Ever wondered how huge companies, such as Dow Chemicals or Eaton’s manage to sail through financial disaster, apparently unscathed?

Many of them do it by availing themselves of the relatively little known provisions of the Bankruptcy and Insolvency Act, or the Company Creditors Arrangement Act, two federal laws which permit companies, under some circumstances, to freeze their creditors in their tracks for a period of time, while the company, under court protection, reorganizes itself.

In contrast to an outright bankruptcy, wherein the enterprise is simply shut down by the bankruptcy trustee and the assets liquidated, usually at fire sale prices, and the meagre proceeds distributed, a proposal in bankruptcy is intended to keep the enterprise alive, after it has been restructured into a viable business.

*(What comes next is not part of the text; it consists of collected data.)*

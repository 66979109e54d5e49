//! Capability agent trait.

use async_trait::async_trait;
use crate::error::AgentError;
use crate::intent::Capability;
use crate::message::ConversationBuffer;

/// A collaborator that performs one category of action given an enriched
/// natural-language instruction.
///
/// Agents hold no per-session state: the session's buffer is handed in on
/// every call, so one instance can serve all sessions.
#[async_trait]
pub trait CapabilityAgent: Send + Sync {
    /// Which capability this agent implements.
    fn capability(&self) -> Capability;

    /// Run the agent and return its textual output.
    async fn invoke(
        &self,
        enriched_input: &str,
        session_memory: &ConversationBuffer,
    ) -> std::result::Result<String, AgentError>;
}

The first step in a proposal under the B.I.A. is the filing of a Notice, called a “Notice of Intention to make a Proposal”, which freezes all court and collection activity against the company for a period of thirty days. During this period of respite the company can continue to operate, generating sales and collecting its accounts receivables, but is immune from the attacks of its creditors.

Within 10 days of the issuance of the Notice of Intention, the company must prepare and lodge, with the supervising trustee in bankruptcy, a 12 month cash flow statement, and within 30 days must present a formal proposal. This proposal will be presented to and voted upon by the creditors, and if accepted, becomes binding upon all creditors.

The terms of the proposal can be as inventive as one likes. For example a proposal might simply call for the repayment of the company debt in instalments over time, either with or without the payment of interest, and either in whole, or in part.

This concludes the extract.